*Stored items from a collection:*
________________________
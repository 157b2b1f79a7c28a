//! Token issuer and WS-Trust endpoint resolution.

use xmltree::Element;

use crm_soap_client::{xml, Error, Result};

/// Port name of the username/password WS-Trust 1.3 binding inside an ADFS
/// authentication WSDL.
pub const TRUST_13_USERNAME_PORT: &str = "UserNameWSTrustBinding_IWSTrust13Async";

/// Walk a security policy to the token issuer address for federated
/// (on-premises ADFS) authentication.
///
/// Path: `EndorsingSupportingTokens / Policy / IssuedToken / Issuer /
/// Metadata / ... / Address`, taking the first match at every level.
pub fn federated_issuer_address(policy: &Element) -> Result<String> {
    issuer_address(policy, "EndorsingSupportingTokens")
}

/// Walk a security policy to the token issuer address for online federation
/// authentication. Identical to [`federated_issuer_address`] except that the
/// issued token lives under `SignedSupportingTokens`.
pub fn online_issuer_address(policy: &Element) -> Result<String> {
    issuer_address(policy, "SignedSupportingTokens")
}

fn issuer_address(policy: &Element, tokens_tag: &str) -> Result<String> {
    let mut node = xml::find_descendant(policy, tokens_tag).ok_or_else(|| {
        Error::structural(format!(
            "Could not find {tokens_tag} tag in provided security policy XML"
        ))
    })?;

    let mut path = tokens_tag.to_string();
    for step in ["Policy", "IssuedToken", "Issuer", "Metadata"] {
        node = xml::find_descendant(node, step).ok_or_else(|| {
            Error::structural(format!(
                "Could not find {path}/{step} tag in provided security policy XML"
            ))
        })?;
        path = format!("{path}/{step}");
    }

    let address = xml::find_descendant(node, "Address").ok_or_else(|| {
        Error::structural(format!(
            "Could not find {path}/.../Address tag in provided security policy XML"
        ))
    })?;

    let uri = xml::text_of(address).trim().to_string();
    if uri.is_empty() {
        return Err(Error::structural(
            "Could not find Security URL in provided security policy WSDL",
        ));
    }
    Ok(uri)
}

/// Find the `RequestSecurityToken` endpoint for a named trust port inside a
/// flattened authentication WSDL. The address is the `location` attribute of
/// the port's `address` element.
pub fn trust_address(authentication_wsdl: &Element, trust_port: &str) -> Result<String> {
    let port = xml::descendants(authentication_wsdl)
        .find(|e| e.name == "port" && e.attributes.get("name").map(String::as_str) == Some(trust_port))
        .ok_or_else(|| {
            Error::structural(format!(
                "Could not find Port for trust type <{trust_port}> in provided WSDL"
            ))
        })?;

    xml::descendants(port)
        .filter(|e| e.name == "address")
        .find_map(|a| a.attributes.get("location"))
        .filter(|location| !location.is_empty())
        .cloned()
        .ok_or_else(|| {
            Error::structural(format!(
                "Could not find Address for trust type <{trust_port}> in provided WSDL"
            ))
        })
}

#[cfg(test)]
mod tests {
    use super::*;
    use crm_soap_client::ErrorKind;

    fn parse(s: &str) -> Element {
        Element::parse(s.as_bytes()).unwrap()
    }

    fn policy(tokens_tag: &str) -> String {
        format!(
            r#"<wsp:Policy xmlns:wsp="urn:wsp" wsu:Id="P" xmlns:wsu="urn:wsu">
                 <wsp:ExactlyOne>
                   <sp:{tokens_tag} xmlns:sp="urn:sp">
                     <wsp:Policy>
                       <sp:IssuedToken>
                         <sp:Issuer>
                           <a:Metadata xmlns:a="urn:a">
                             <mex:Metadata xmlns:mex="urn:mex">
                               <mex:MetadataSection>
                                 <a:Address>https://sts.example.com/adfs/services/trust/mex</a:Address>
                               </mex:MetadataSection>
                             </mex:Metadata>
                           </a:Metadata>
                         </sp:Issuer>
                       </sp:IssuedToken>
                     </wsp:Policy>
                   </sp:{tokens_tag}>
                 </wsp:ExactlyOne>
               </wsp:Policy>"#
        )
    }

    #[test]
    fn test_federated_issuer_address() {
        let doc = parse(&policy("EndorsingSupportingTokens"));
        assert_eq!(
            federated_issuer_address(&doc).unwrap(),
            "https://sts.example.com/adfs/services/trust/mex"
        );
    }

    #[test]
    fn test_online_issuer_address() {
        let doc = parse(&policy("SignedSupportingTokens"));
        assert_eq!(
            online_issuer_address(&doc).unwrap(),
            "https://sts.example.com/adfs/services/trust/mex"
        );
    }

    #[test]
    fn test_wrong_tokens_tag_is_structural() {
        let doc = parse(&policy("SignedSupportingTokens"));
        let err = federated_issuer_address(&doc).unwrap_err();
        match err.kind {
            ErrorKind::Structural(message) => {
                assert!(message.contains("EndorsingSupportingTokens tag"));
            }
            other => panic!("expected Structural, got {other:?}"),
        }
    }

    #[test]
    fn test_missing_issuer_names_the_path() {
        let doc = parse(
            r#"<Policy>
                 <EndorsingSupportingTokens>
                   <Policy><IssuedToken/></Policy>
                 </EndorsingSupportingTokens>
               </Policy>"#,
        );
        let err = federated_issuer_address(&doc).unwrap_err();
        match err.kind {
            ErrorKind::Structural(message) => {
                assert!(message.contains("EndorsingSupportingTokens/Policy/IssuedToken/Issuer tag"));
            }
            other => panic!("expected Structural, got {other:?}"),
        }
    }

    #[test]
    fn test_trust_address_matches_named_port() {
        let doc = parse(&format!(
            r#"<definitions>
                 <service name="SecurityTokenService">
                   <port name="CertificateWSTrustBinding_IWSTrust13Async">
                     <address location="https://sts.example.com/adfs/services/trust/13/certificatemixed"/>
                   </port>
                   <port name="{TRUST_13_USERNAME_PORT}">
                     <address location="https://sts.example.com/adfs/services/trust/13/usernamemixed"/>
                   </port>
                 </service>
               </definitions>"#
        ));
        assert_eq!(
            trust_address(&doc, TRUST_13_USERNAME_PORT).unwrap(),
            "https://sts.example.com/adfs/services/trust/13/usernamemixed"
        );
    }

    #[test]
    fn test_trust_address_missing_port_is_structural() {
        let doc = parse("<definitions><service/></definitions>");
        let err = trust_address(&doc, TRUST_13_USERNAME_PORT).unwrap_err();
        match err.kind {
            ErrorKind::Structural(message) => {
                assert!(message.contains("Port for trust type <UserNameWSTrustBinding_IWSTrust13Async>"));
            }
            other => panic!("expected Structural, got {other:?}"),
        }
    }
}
________________________
*Exercise prompt:* Once the records have been read, print them all again exactly.

*Expected answer:*
repository 157b2b1f79a7c28a
//! Token issuer and WS-Trust endpoint resolution.

use xmltree::Element;

use crm_soap_client::{xml, Error, Result};

/// Port name of the username/password WS-Trust 1.3 binding inside an ADFS
/// authentication WSDL.
pub const TRUST_13_USERNAME_PORT: &str = "UserNameWSTrustBinding_IWSTrust13Async";

/// Walk a security policy to the token issuer address for federated
/// (on-premises ADFS) authentication.
///
/// Path: `EndorsingSupportingTokens / Policy / IssuedToken / Issuer /
/// Metadata / ... / Address`, taking the first match at every level.
pub fn federated_issuer_address(policy: &Element) -> Result<String> {
    issuer_address(policy, "EndorsingSupportingTokens")
}

/// Walk a security policy to the token issuer address for online federation
/// authentication. Identical to [`federated_issuer_address`] except that the
/// issued token lives under `SignedSupportingTokens`.
pub fn online_issuer_address(policy: &Element) -> Result<String> {
    issuer_address(policy, "SignedSupportingTokens")
}

fn issuer_address(policy: &Element, tokens_tag: &str) -> Result<String> {
    let mut node = xml::find_descendant(policy, tokens_tag).ok_or_else(|| {
        Error::structural(format!(
            "Could not find {tokens_tag} tag in provided security policy XML"
        ))
    })?;

    let mut path = tokens_tag.to_string();
    for step in ["Policy", "IssuedToken", "Issuer", "Metadata"] {
        node = xml::find_descendant(node, step).ok_or_else(|| {
            Error::structural(format!(
                "Could not find {path}/{step} tag in provided security policy XML"
            ))
        })?;
        path = format!("{path}/{step}");
    }

    let address = xml::find_descendant(node, "Address").ok_or_else(|| {
        Error::structural(format!(
            "Could not find {path}/.../Address tag in provided security policy XML"
        ))
    })?;

    let uri = xml::text_of(address).trim().to_string();
    if uri.is_empty() {
        return Err(Error::structural(
            "Could not find Security URL in provided security policy WSDL",
        ));
    }
    Ok(uri)
}

/// Find the `RequestSecurityToken` endpoint for a named trust port inside a
/// flattened authentication WSDL. The address is the `location` attribute of
/// the port's `address` element.
pub fn trust_address(authentication_wsdl: &Element, trust_port: &str) -> Result<String> {
    let port = xml::descendants(authentication_wsdl)
        .find(|e| e.name == "port" && e.attributes.get("name").map(String::as_str) == Some(trust_port))
        .ok_or_else(|| {
            Error::structural(format!(
                "Could not find Port for trust type <{trust_port}> in provided WSDL"
            ))
        })?;

    xml::descendants(port)
        .filter(|e| e.name == "address")
        .find_map(|a| a.attributes.get("location"))
        .filter(|location| !location.is_empty())
        .cloned()
        .ok_or_else(|| {
            Error::structural(format!(
                "Could not find Address for trust type <{trust_port}> in provided WSDL"
            ))
        })
}

#[cfg(test)]
mod tests {
    use super::*;
    use crm_soap_client::ErrorKind;

    fn parse(s: &str) -> Element {
        Element::parse(s.as_bytes()).unwrap()
    }

    fn policy(tokens_tag: &str) -> String {
        format!(
            r#"<wsp:Policy xmlns:wsp="urn:wsp" wsu:Id="P" xmlns:wsu="urn:wsu">
                 <wsp:ExactlyOne>
                   <sp:{tokens_tag} xmlns:sp="urn:sp">
                     <wsp:Policy>
                       <sp:IssuedToken>
                         <sp:Issuer>
                           <a:Metadata xmlns:a="urn:a">
                             <mex:Metadata xmlns:mex="urn:mex">
                               <mex:MetadataSection>
                                 <a:Address>https://sts.example.com/adfs/services/trust/mex</a:Address>
                               </mex:MetadataSection>
                             </mex:Metadata>
                           </a:Metadata>
                         </sp:Issuer>
                       </sp:IssuedToken>
                     </wsp:Policy>
                   </sp:{tokens_tag}>
                 </wsp:ExactlyOne>
               </wsp:Policy>"#
        )
    }

    #[test]
    fn test_federated_issuer_address() {
        let doc = parse(&policy("EndorsingSupportingTokens"));
        assert_eq!(
            federated_issuer_address(&doc).unwrap(),
            "https://sts.example.com/adfs/services/trust/mex"
        );
    }

    #[test]
    fn test_online_issuer_address() {
        let doc = parse(&policy("SignedSupportingTokens"));
        assert_eq!(
            online_issuer_address(&doc).unwrap(),
            "https://sts.example.com/adfs/services/trust/mex"
        );
    }

    #[test]
    fn test_wrong_tokens_tag_is_structural() {
        let doc = parse(&policy("SignedSupportingTokens"));
        let err = federated_issuer_address(&doc).unwrap_err();
        match err.kind {
            ErrorKind::Structural(message) => {
                assert!(message.contains("EndorsingSupportingTokens tag"));
            }
            other => panic!("expected Structural, got {other:?}"),
        }
    }

    #[test]
    fn test_missing_issuer_names_the_path() {
        let doc = parse(
            r#"<Policy>
                 <EndorsingSupportingTokens>
                   <Policy><IssuedToken/></Policy>
                 </EndorsingSupportingTokens>
               </Policy>"#,
        );
        let err = federated_issuer_address(&doc).unwrap_err();
        match err.kind {
            ErrorKind::Structural(message) => {
                assert!(message.contains("EndorsingSupportingTokens/Policy/IssuedToken/Issuer tag"));
            }
            other => panic!("expected Structural, got {other:?}"),
        }
    }

    #[test]
    fn test_trust_address_matches_named_port() {
        let doc = parse(&format!(
            r#"<definitions>
                 <service name="SecurityTokenService">
                   <port name="CertificateWSTrustBinding_IWSTrust13Async">
                     <address location="https://sts.example.com/adfs/services/trust/13/certificatemixed"/>
                   </port>
                   <port name="{TRUST_13_USERNAME_PORT}">
                     <address location="https://sts.example.com/adfs/services/trust/13/usernamemixed"/>
                   </port>
                 </service>
               </definitions>"#
        ));
        assert_eq!(
            trust_address(&doc, TRUST_13_USERNAME_PORT).unwrap(),
            "https://sts.example.com/adfs/services/trust/13/usernamemixed"
        );
    }

    #[test]
    fn test_trust_address_missing_port_is_structural() {
        let doc = parse("<definitions><service/></definitions>");
        let err = trust_address(&doc, TRUST_13_USERNAME_PORT).unwrap_err();
        match err.kind {
            ErrorKind::Structural(message) => {
                assert!(message.contains("Port for trust type <UserNameWSTrustBinding_IWSTrust13Async>"));
            }
            other => panic!("expected Structural, got {other:?}"),
        }
    }
}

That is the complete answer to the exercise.